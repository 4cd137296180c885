use std::sync::atomic::{AtomicU64, Ordering};

use serde::Serialize;

/// Live multiplexer counters.
#[derive(Debug, Default)]
pub struct MuxStats {
    pub(crate) bytes_ingested: AtomicU64,
    pub(crate) frames_decoded: AtomicU64,
    pub(crate) checksum_failures: AtomicU64,
    pub(crate) unsupported_types: AtomicU64,
    pub(crate) malformed_frames: AtomicU64,
    pub(crate) packets_dispatched: AtomicU64,
    pub(crate) handler_panics: AtomicU64,
    pub(crate) inbound_dropped: AtomicU64,
    pub(crate) outbound_dropped: AtomicU64,
    pub(crate) accumulation_overflows: AtomicU64,
    pub(crate) packets_sent: AtomicU64,
    pub(crate) bytes_written: AtomicU64,
}

/// Point-in-time copy of [`MuxStats`].
#[derive(Debug, Clone, Copy, Default, PartialEq, Eq, Serialize)]
pub struct StatsSnapshot {
    pub bytes_ingested: u64,
    pub frames_decoded: u64,
    pub checksum_failures: u64,
    pub unsupported_types: u64,
    pub malformed_frames: u64,
    pub packets_dispatched: u64,
    pub handler_panics: u64,
    pub inbound_dropped: u64,
    pub outbound_dropped: u64,
    pub accumulation_overflows: u64,
    pub packets_sent: u64,
    pub bytes_written: u64,
}

impl StatsSnapshot {
    /// Frames that reached the decoder but were discarded.
    pub fn frames_rejected(&self) -> u64 {
        self.checksum_failures + self.unsupported_types + self.malformed_frames
    }
}

pub(crate) fn bump(counter: &AtomicU64) {
    add(counter, 1);
}

pub(crate) fn add(counter: &AtomicU64, n: u64) {
    counter.fetch_add(n, Ordering::Relaxed);
}

impl MuxStats {
    pub fn snapshot(&self) -> StatsSnapshot {
        let load = |counter: &AtomicU64| counter.load(Ordering::Relaxed);
        StatsSnapshot {
            bytes_ingested: load(&self.bytes_ingested),
            frames_decoded: load(&self.frames_decoded),
            checksum_failures: load(&self.checksum_failures),
            unsupported_types: load(&self.unsupported_types),
            malformed_frames: load(&self.malformed_frames),
            packets_dispatched: load(&self.packets_dispatched),
            handler_panics: load(&self.handler_panics),
            inbound_dropped: load(&self.inbound_dropped),
            outbound_dropped: load(&self.outbound_dropped),
            accumulation_overflows: load(&self.accumulation_overflows),
            packets_sent: load(&self.packets_sent),
            bytes_written: load(&self.bytes_written),
        }
    }
}

#[cfg(test)]
mod tests {
    use super::*;

    #[test]
    fn snapshot_reflects_counters() {
        let stats = MuxStats::default();
        bump(&stats.checksum_failures);
        bump(&stats.malformed_frames);
        add(&stats.bytes_ingested, 42);

        let snap = stats.snapshot();
        assert_eq!(snap.bytes_ingested, 42);
        assert_eq!(snap.frames_rejected(), 2);
    }

    #[test]
    fn snapshot_serializes_field_names() {
        let stats = MuxStats::default();
        bump(&stats.packets_sent);
        let value = serde_json::to_value(stats.snapshot()).unwrap();
        assert_eq!(value["packets_sent"], 1);
        assert_eq!(value["outbound_dropped"], 0);
    }
}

------------------------------------------------

Copy out all lines of the listing where the word "Relaxed" appears.

> [Solution to this task]
    counter.fetch_add(n, Ordering::Relaxed);
        let load = |counter: &AtomicU64| counter.load(Ordering::Relaxed);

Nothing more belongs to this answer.